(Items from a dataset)
⁂

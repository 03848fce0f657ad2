// Copyright (c) 2025 Geoffrey Huntley <ghuntley@ghuntley.com>. All rights reserved.
// SPDX-License-Identifier: Proprietary

//! Configuration management for Lumen.
//!
//! This crate provides:
//! - XDG Base Directory compliant path resolution
//! - Layered configuration from multiple sources
//! - TOML configuration file parsing
//! - Environment variable overrides
//! - Configuration validation against the supported locales

pub mod defaults;
pub mod error;
pub mod layer;
pub mod paths;
pub mod registry;
pub mod runtime;
pub mod sources;
pub mod validation;

pub use defaults::{ensure_default_config, DEFAULT_CONFIG_TEMPLATE};
pub use error::ConfigError;
pub use layer::ConfigLayer;
pub use paths::PathsConfig;
pub use registry::ConfigRegistry;
pub use runtime::{I18nConfig, LogFormat, LogLevel, LoggingConfig, LumenConfig, StorageConfig};
pub use sources::{CliOverrides, ConfigSource, Precedence};

/// Load configuration with CLI overrides.
///
/// If neither `--config` nor a user config file exists, a default one is
/// created at `~/.config/lumen/config.toml`.
pub fn load_config_with_cli(cli: sources::CliOverrides) -> Result<LumenConfig, ConfigError> {
	let paths = paths::resolve_xdg_paths()?;

	let mut registry = ConfigRegistry::new();

	registry.register(Box::new(sources::DefaultsSource));
	registry.register(Box::new(sources::FileSource::system(&paths)));
	match cli.config_file.clone() {
		Some(path) => registry.register(Box::new(sources::FileSource::explicit(path))),
		None => {
			defaults::ensure_default_config(&paths.user_config_file)?;
			registry.register(Box::new(sources::FileSource::user(&paths)));
		}
	}
	registry.register(Box::new(sources::EnvSource::new()));
	registry.register(Box::new(sources::CliSource::new(cli)));

	registry.load(paths)
}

⁂

PROBLEM DESCRIPTION — Write out the records above exactly, from the opening line to the line with "pub use paths::PathsConfig;", including both, with nothing added.

FINAL ANSWER —
repository 03848fce0f657ad2
// Copyright (c) 2025 Geoffrey Huntley <ghuntley@ghuntley.com>. All rights reserved.
// SPDX-License-Identifier: Proprietary

//! Configuration management for Lumen.
//!
//! This crate provides:
//! - XDG Base Directory compliant path resolution
//! - Layered configuration from multiple sources
//! - TOML configuration file parsing
//! - Environment variable overrides
//! - Configuration validation against the supported locales

pub mod defaults;
pub mod error;
pub mod layer;
pub mod paths;
pub mod registry;
pub mod runtime;
pub mod sources;
pub mod validation;

pub use defaults::{ensure_default_config, DEFAULT_CONFIG_TEMPLATE};
pub use error::ConfigError;
pub use layer::ConfigLayer;
pub use paths::PathsConfig;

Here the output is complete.